Predicting Visitor-to-Customer Conversion for an Online Store via Supervised Machine Learning- Part 2: Pre-Processing and Applying Machine Learning Algorithms (RandomForest and XGBoost)
In Part 1(you can read it here), I discussed the Business Case for Predicting Visitor-to-Customer Conversion for an Online Store and covered Exploratory Data Analysis of the training dataset.
In this part, I will cover Data Preprocessing and the Application of Supervised Learning Algorithms, namely RandomForest and XGBoost to the prepared training dataset.
So without further ado, let’s go to Data Preprocessing!
- Data Preprocessing
“What you sow, so you reap”. This proverb, so true for life in general is also very much true for Data Science ! We cannot feed crappy data to our algorithms and expect them to magically give us accurate predictions.
Getting the data ready in a form that can be fed into a learning algorithm is a vital task that a Data Scientist does.
As I mentioned in Part 1, the attributes in this data challenge were discrete and continuous with a widely varying ranges as well as categorical, with widely varying class sizes. Take a look at the short document that I have created to describe the attributes here.
The key elements of the Data Preprocessing Strategy that I used are the following:
- Do One-Hot-Encoding of all categorical attributes
- Convert continuous and discrete attributes that present in the string form in the dataset to float form
- Scale the all numerical (continuous and discrete) attributes
- Combine all the attributes of a data point into one list with each value in the range 0 and 1
- Create a Panda Dataframe for the Training and Test Datasets
The Panda Dataframe is then used for feeding data to the machine learning algorithms.
Let’s start with the Python Libraries that will be needed for Preprocessing and Algorithm Implementation:
You might have to install some Libraries in Python that usually are not a part of the main installation.

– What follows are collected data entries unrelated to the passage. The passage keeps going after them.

use std::error::Error;
use std::fmt;

use serde::Deserialize;
use serde_json::Value;

use crate::codes::error_name;
use crate::errors::error::prelude::*;

/// Discriminant the libindy bindings put on their error values.
pub const INDY_ERROR_NAME: &str = "IndyError";

/// Error payload surfaced by the libindy bindings.
///
/// Some binding environments strip `indyName` and only keep the numeric
/// error code as a decimal string in `message`.
#[derive(Debug, Clone, PartialEq, Eq, Deserialize)]
pub struct IndyErrorDetails {
    pub name: String,
    pub message: String,
    #[serde(rename = "indyName")]
    pub indy_name: Option<String>,
}

impl IndyErrorDetails {
    /// Runtime shape check: `Some` iff `value` is an object carrying the
    /// libindy discriminant and a string message.
    pub fn from_value(value: &Value) -> Option<IndyErrorDetails> {
        let details = IndyErrorDetails::deserialize(value).ok()?;
        if details.name == INDY_ERROR_NAME {
            Some(details)
        } else {
            None
        }
    }
}

impl fmt::Display for IndyErrorDetails {
    fn fmt(&self, f: &mut fmt::Formatter) -> fmt::Result {
        write!(f, "{}", self.message)
    }
}

impl Error for IndyErrorDetails {}

/// Classifies `value` as a libindy error, optionally matching it against a
/// specific symbolic error name from the registry.
///
/// When the symbolic name is missing, classification falls back to resolving
/// the numeric code carried in the message. An unresolvable name is a hard
/// failure rather than `Ok(false)`: the caller cannot tell a mismatch from
/// an unknown error.
pub fn is_indy_error(value: &Value, expected_name: Option<&str>) -> IndySdkResult<bool> {
    let details = match IndyErrorDetails::from_value(value) {
        Some(details) => details,
        None => return Ok(false),
    };

    let expected_name = match expected_name {
        Some(expected_name) => expected_name,
        None => return Ok(true),
    };

    match &details.indy_name {
        Some(indy_name) => Ok(indy_name == expected_name),
        None => match details.message.parse::<u32>().ok().and_then(error_name) {
            Some(resolved) => {
                warn!(
                    "indy error without indyName, resolved code {} to {}",
                    details.message, resolved
                );
                Ok(resolved == expected_name)
            }
            None => {
                error!(
                    "could not determine errorName of indy error {}",
                    details.message
                );
                Err(err_msg(
                    IndySdkErrorKind::UnknownLibindyError,
                    format!(
                        "Could not determine errorName of indyError {}",
                        details.message
                    ),
                ))
            }
        },
    }
}

#[cfg(test)]
mod tests {
    use serde_json::json;

    use super::*;

    #[test]
    fn test_non_objects_are_not_indy_errors() {
        assert!(!is_indy_error(&json!(null), None).unwrap());
        assert!(!is_indy_error(&json!(204), None).unwrap());
        assert!(!is_indy_error(&json!("IndyError"), None).unwrap());
        assert!(!is_indy_error(&json!([]), None).unwrap());
    }

    #[test]
    fn test_marker_without_filter_matches() {
        let value = json!({ "name": "IndyError", "message": "x" });
        assert!(is_indy_error(&value, None).unwrap());
    }

    #[test]
    fn test_foreign_error_does_not_match() {
        let value = json!({ "name": "Other", "message": "x" });
        assert!(!is_indy_error(&value, None).unwrap());
        assert!(!is_indy_error(&value, Some("WalletNotFoundError")).unwrap());
    }

    #[test]
    fn test_object_without_message_does_not_match() {
        let value = json!({ "name": "IndyError" });
        assert!(!is_indy_error(&value, None).unwrap());
    }

    #[test]
    fn test_indy_name_is_matched_against_filter() {
        let value = json!({
            "name": "IndyError",
            "message": "x",
            "indyName": "WalletNotFoundError"
        });
        assert!(is_indy_error(&value, Some("WalletNotFoundError")).unwrap());
        assert!(!is_indy_error(&value, Some("WalletAlreadyExistsError")).unwrap());
    }

    #[test]
    fn test_missing_indy_name_is_recovered_from_code_in_message() {
        let value = json!({ "name": "IndyError", "message": "204" });
        assert!(is_indy_error(&value, Some("WalletNotFoundError")).unwrap());
        assert!(!is_indy_error(&value, Some("WalletItemNotFound")).unwrap());
    }

    #[test]
    fn test_non_numeric_message_without_indy_name_is_a_hard_failure() {
        let value = json!({ "name": "IndyError", "message": "not-a-number" });
        match is_indy_error(&value, Some("WalletNotFoundError")) {
            Err(err) => assert_eq!(err.kind(), IndySdkErrorKind::UnknownLibindyError),
            Ok(_) => panic!("Should fail to determine error name"),
        }
    }

    #[test]
    fn test_unregistered_code_without_indy_name_is_a_hard_failure() {
        let value = json!({ "name": "IndyError", "message": "999999" });
        match is_indy_error(&value, Some("WalletNotFoundError")) {
            Err(err) => assert_eq!(err.kind(), IndySdkErrorKind::UnknownLibindyError),
            Ok(_) => panic!("Should fail to determine error name"),
        }
    }

    #[test]
    fn test_shape_check_returns_details() {
        let value = json!({
            "name": "IndyError",
            "message": "boom",
            "indyName": "WalletNotFoundError"
        });
        let details = IndyErrorDetails::from_value(&value).unwrap();
        assert_eq!(details.name, INDY_ERROR_NAME);
        assert_eq!(details.message, "boom");
        assert_eq!(details.indy_name.as_deref(), Some("WalletNotFoundError"));
    }
}
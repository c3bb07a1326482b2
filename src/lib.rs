#[macro_use]
extern crate lazy_static;

#[macro_use]
extern crate log;

pub mod codes;
pub mod errors;
pub mod indy_error;

pub use codes::{error_name, INDY_ERROR_NAMES};
pub use errors::error::{IndySdkError, IndySdkErrorKind, IndySdkResult};
pub use indy_error::{is_indy_error, IndyErrorDetails, INDY_ERROR_NAME};
use crate::errors::error::{IndySdkError, IndySdkErrorKind};
use crate::indy_error::IndyErrorDetails;

impl IndySdkError {
    /// Wraps a classified libindy error, keeping the original payload as the
    /// causal source.
    pub fn from_indy_error(indy_error: IndyErrorDetails, context: Option<&str>) -> IndySdkError {
        let base = format!(
            "{}({}): {}",
            indy_error.indy_name.as_deref().unwrap_or("unknown"),
            indy_error.name,
            indy_error.message
        );
        let msg = match context {
            Some(context) => format!("{context}: {base}"),
            None => base,
        };
        IndySdkError::from_source(IndySdkErrorKind::IndyError, msg, indy_error)
    }
}

impl From<IndyErrorDetails> for IndySdkError {
    fn from(indy_error: IndyErrorDetails) -> IndySdkError {
        IndySdkError::from_indy_error(indy_error, None)
    }
}

impl From<serde_json::Error> for IndySdkError {
    fn from(err: serde_json::Error) -> IndySdkError {
        IndySdkError::from_msg(IndySdkErrorKind::InvalidJson, err.to_string())
    }
}
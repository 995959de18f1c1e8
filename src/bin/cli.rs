//! crawlrace CLI - runs the baby crawl-race timing demonstration
//!
//! Usage:
//!   crawlrace sequential [--repetitions <n>] [--quiet]
//!   crawlrace parallel   [--repetitions <n>] [--quiet]
//!
//! The default scenario is the fixed Ana/Luis/Mia setup on a 7-cell track;
//! it can be replaced with a JSON scenario file or inline racer/track specs.

use clap::{Parser, Subcommand};
use log::info;
use std::io::{self, BufWriter, Write};
use std::path::PathBuf;

use crawlrace::{
    render_replay, run_repetitions, ConsoleObserver, HarnessReport, NoopObserver, Racer, Scenario,
    Track, REPETITIONS,
};

#[derive(Parser)]
#[command(name = "crawlrace")]
#[command(about = "Baby crawl-race timing demonstration", long_about = None)]
struct Cli {
    #[command(subcommand)]
    command: Commands,

    /// Number of repetitions to run
    #[arg(short, long, global = true, default_value_t = REPETITIONS)]
    repetitions: usize,

    /// Scenario JSON file ({"racers": [...], "track": {"cells": [...]}})
    #[arg(short, long, global = true)]
    scenario: Option<PathBuf>,

    /// Inline racer spec NAME:SPEED:DELAY (repeatable, overrides defaults)
    #[arg(long = "racer", global = true)]
    racers: Vec<String>,

    /// Inline track pattern, e.g. 0001001 (0=empty, 1=toy)
    #[arg(short, long, global = true)]
    track: Option<String>,

    /// Suppress per-repetition output and the full timing replay
    #[arg(short, long, global = true)]
    quiet: bool,

    /// Enable verbose debug output
    #[arg(short, long, global = true)]
    verbose: bool,
}

#[derive(Subcommand)]
enum Commands {
    /// Run every repetition strictly one after another
    Sequential,

    /// Run with nested parallelism: repetitions, racers and track cells
    #[cfg(feature = "parallel")]
    Parallel,
}

fn main() {
    let cli = Cli::parse();

    env_logger::Builder::from_default_env()
        .filter_level(if cli.verbose {
            log::LevelFilter::Debug
        } else {
            log::LevelFilter::Info
        })
        .init();

    if let Err(e) = run(&cli) {
        eprintln!("error: {e}");
        std::process::exit(1);
    }
}

fn run(cli: &Cli) -> crawlrace::Result<()> {
    let scenario = build_scenario(cli)?;
    info!(
        "racing {} racers over {} cells, {} repetitions",
        scenario.racers.len(),
        scenario.track.len(),
        cli.repetitions
    );

    let report = match cli.command {
        Commands::Sequential => {
            println!("Starting the sequential baby race");
            if cli.quiet {
                run_repetitions(&scenario, cli.repetitions, &NoopObserver)
            } else {
                let observer = ConsoleObserver::with_track_dump(scenario.clone());
                run_repetitions(&scenario, cli.repetitions, &observer)
            }
        }
        #[cfg(feature = "parallel")]
        Commands::Parallel => {
            println!("Starting the baby race with nested parallelism");
            if cli.quiet {
                crawlrace::run_repetitions_parallel(&scenario, cli.repetitions, &NoopObserver)
            } else {
                let observer = ConsoleObserver::new(scenario.clone());
                crawlrace::run_repetitions_parallel(&scenario, cli.repetitions, &observer)
            }
        }
    };

    print_summary(&report, cli.quiet)?;
    Ok(())
}

/// Assemble the scenario from file, inline specs, or the built-in default.
fn build_scenario(cli: &Cli) -> crawlrace::Result<Scenario> {
    if let Some(path) = &cli.scenario {
        return Scenario::from_json_file(path);
    }

    let defaults = Scenario::default();

    let racers = if cli.racers.is_empty() {
        defaults.racers
    } else {
        cli.racers
            .iter()
            .map(|spec| Racer::parse(spec))
            .collect::<crawlrace::Result<Vec<Racer>>>()?
    };

    let track = match &cli.track {
        Some(pattern) => Track::from_pattern(pattern)?,
        None => defaults.track,
    };

    Scenario::new(racers, track)
}

fn print_summary(report: &HarnessReport, quiet: bool) -> io::Result<()> {
    let stdout = io::stdout();
    let mut out = BufWriter::new(stdout.lock());

    if quiet {
        if let Some(first) = report.repetitions.first() {
            match &first.result.winner {
                Some(winner) => {
                    writeln!(out, "\nWinner: {} ({:.3} sec)", winner, first.result.best_time)?
                }
                None => writeln!(out, "\nNobody finished the race (check speeds > 0).")?,
            }
        }
        writeln!(
            out,
            "Total time for all {} repetitions: {:.6} seconds",
            report.repetitions.len(),
            report.total.as_secs_f64()
        )?;
    } else {
        render_replay(&mut out, report)?;
    }

    out.flush()
}
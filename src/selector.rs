//! Winner selection across racers.
//!
//! Every racer's crossing time is evaluated and the strict minimum wins;
//! ties keep the racer that was evaluated first. The parallel variant fans
//! the evaluations out as concurrent tasks, joins them, and performs the
//! min-reduction over the joined `(racer, time)` pairs in the calling
//! thread — no shared best-so-far register and no lock, so the tie-break
//! is exactly as deterministic as the sequential path.

#[cfg(feature = "parallel")]
use rayon::prelude::*;

use crate::evaluate::crossing_time;
#[cfg(feature = "parallel")]
use crate::evaluate::crossing_time_parallel;
use crate::{RaceResult, Racer, Track};

/// Evaluate all racers sequentially and pick the winner.
///
/// Returns [`RaceResult::no_winner`] when no racer has positive speed; the
/// caller must treat that as a normal outcome.
///
/// # Example
/// ```
/// use crawlrace::{select_winner, Scenario};
///
/// let scenario = Scenario::default();
/// let result = select_winner(&scenario.racers, &scenario.track);
/// assert_eq!(result.winner.as_deref(), Some("Luis"));
/// ```
pub fn select_winner(racers: &[Racer], track: &Track) -> RaceResult {
    pick_best(
        racers
            .iter()
            .map(|racer| (racer, crossing_time(racer, track))),
    )
}

/// Parallel variant of [`select_winner`].
///
/// Racers are evaluated as concurrently spawned tasks (each evaluation
/// itself a parallel reduction over the track cells), joined, and reduced
/// in evaluation order. Produces the same winner and best time as the
/// sequential variant for any input, including ties.
#[cfg(feature = "parallel")]
pub fn select_winner_parallel(racers: &[Racer], track: &Track) -> RaceResult {
    let times: Vec<(&Racer, f64)> = racers
        .par_iter()
        .map(|racer| (racer, crossing_time_parallel(racer, track)))
        .collect();

    pick_best(times.into_iter())
}

/// Min-reduction with strict `<`: the earliest-evaluated racer keeps a tie.
fn pick_best<'a>(times: impl Iterator<Item = (&'a Racer, f64)>) -> RaceResult {
    let mut best = RaceResult::no_winner();

    for (racer, time) in times {
        if time < best.best_time {
            best.best_time = time;
            best.winner = Some(racer.name.clone());
        }
    }

    best
}

#[cfg(test)]
mod tests {
    use super::*;

    #[test]
    fn nobody_finishes_without_positive_speed() {
        let racers = vec![Racer::new("A", 0.0, 1.0), Racer::new("B", -1.0, 1.0)];
        let track = Track::from_pattern("101").unwrap();

        let result = select_winner(&racers, &track);
        assert_eq!(result, RaceResult::no_winner());
    }

    #[test]
    fn tie_keeps_first_evaluated() {
        let racers = vec![Racer::new("First", 1.0, 0.0), Racer::new("Second", 1.0, 0.0)];
        let track = Track::from_pattern("000").unwrap();

        let result = select_winner(&racers, &track);
        assert_eq!(result.winner.as_deref(), Some("First"));
    }
}
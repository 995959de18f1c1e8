//! Tests for error module

use crawlrace::{RaceError, Racer, Scenario, Track};

#[test]
fn test_invalid_track_cell() {
    let err = Track::from_pattern("0012001").unwrap_err();
    assert!(matches!(
        err,
        RaceError::InvalidTrackCell { index: 2, cell: '2' }
    ));
    assert!(err.to_string().contains("'2'"));
    assert!(err.to_string().contains("index 2"));
}

#[test]
fn test_invalid_racer_specs() {
    for spec in ["", ":0.5:1.0", "Ana", "Ana:fast:1.0", "Ana:0.5:soon", "Ana:0.5", "Ana:inf:1.0"] {
        let err = Racer::parse(spec).unwrap_err();
        assert!(
            matches!(err, RaceError::InvalidRacerSpec { .. }),
            "{spec:?} gave {err:?}"
        );
    }
}

#[test]
fn test_racer_spec_error_names_the_spec() {
    let err = Racer::parse("Ana:fast:1.0").unwrap_err();
    assert!(err.to_string().contains("Ana:fast:1.0"));
    assert!(err.to_string().contains("not a number"));
}

#[test]
fn test_empty_scenario() {
    let err = Scenario::new(vec![], Track::from_pattern("01").unwrap()).unwrap_err();
    assert!(matches!(err, RaceError::EmptyScenario));
}

#[test]
fn test_missing_scenario_file_is_io_error() {
    let err = Scenario::from_json_file(std::path::Path::new("/no/such/scenario.json")).unwrap_err();
    assert!(matches!(err, RaceError::Io(_)));
}

#[test]
fn test_malformed_scenario_file_is_json_error() {
    let path = std::env::temp_dir().join("crawlrace-malformed-scenario.json");
    std::fs::write(&path, "{ not json").unwrap();

    let err = Scenario::from_json_file(&path).unwrap_err();
    assert!(matches!(err, RaceError::Json(_)));

    let _ = std::fs::remove_file(&path);
}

For example, I had to install the following Libraries:
XGBoost : For implementing the XGBoost algorithm (click here)
Imblearn : For working with Imbalanced Datasets (click here)
Hyperopt : For optimizing the hyperparameters of XGBoost (click here)
Once the libraries have been imported, the next step is to define some functions to preprocess the Data.
Here’s the code that defines functions that will be used to perform the following standard operations on Data:
- load_csv: This function opens a csv file and creates a list of list where each list is one data point of the Training/Test Dataset.
- str_column_to_float: This function converts a string entry in a specified column of the dataset into a float entry.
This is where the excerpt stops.